### Collected data
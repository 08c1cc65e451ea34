use crate::codec::ValueCodec;
use crate::error::Result;
use crate::models::{Cell, RowSet};

/// Flatten a scanner page into cells, in the order the gateway sent them.
///
/// The row key is decoded once per row. A single undecodable field fails the
/// whole page.
pub fn decode_rows(row_set: RowSet, codec: &ValueCodec) -> Result<Vec<Cell>> {
    let mut cells = Vec::with_capacity(row_set.rows.iter().map(|r| r.cells.len()).sum());
    for row in row_set.rows {
        let row_key = codec.decode(&row.key)?;
        for cell in row.cells {
            cells.push(Cell {
                row_key: row_key.clone(),
                column: codec.decode(&cell.column)?,
                timestamp: cell.timestamp,
                value: codec.decode(&cell.value)?,
            });
        }
    }
    Ok(cells)
}
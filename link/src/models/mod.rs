//! Data models for hbase-link.
//!
//! Scan options supplied by callers, the wire payloads exchanged with the REST
//! gateway's scanner resource, and the decoded [`Cell`] records.

pub mod cell;
pub mod row_set;
pub mod scan_options;
pub mod scan_request;

pub use cell::Cell;
pub use row_set::{CellWire, RowSet, RowWire};
pub use scan_options::{ColumnSelection, ScanOptions};
pub use scan_request::{ScanRequest, DEFAULT_BATCH_SIZE};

### What is being asked
Among the entries above, determine how many lines contain "RowSet", then output only that number.

### Your response
3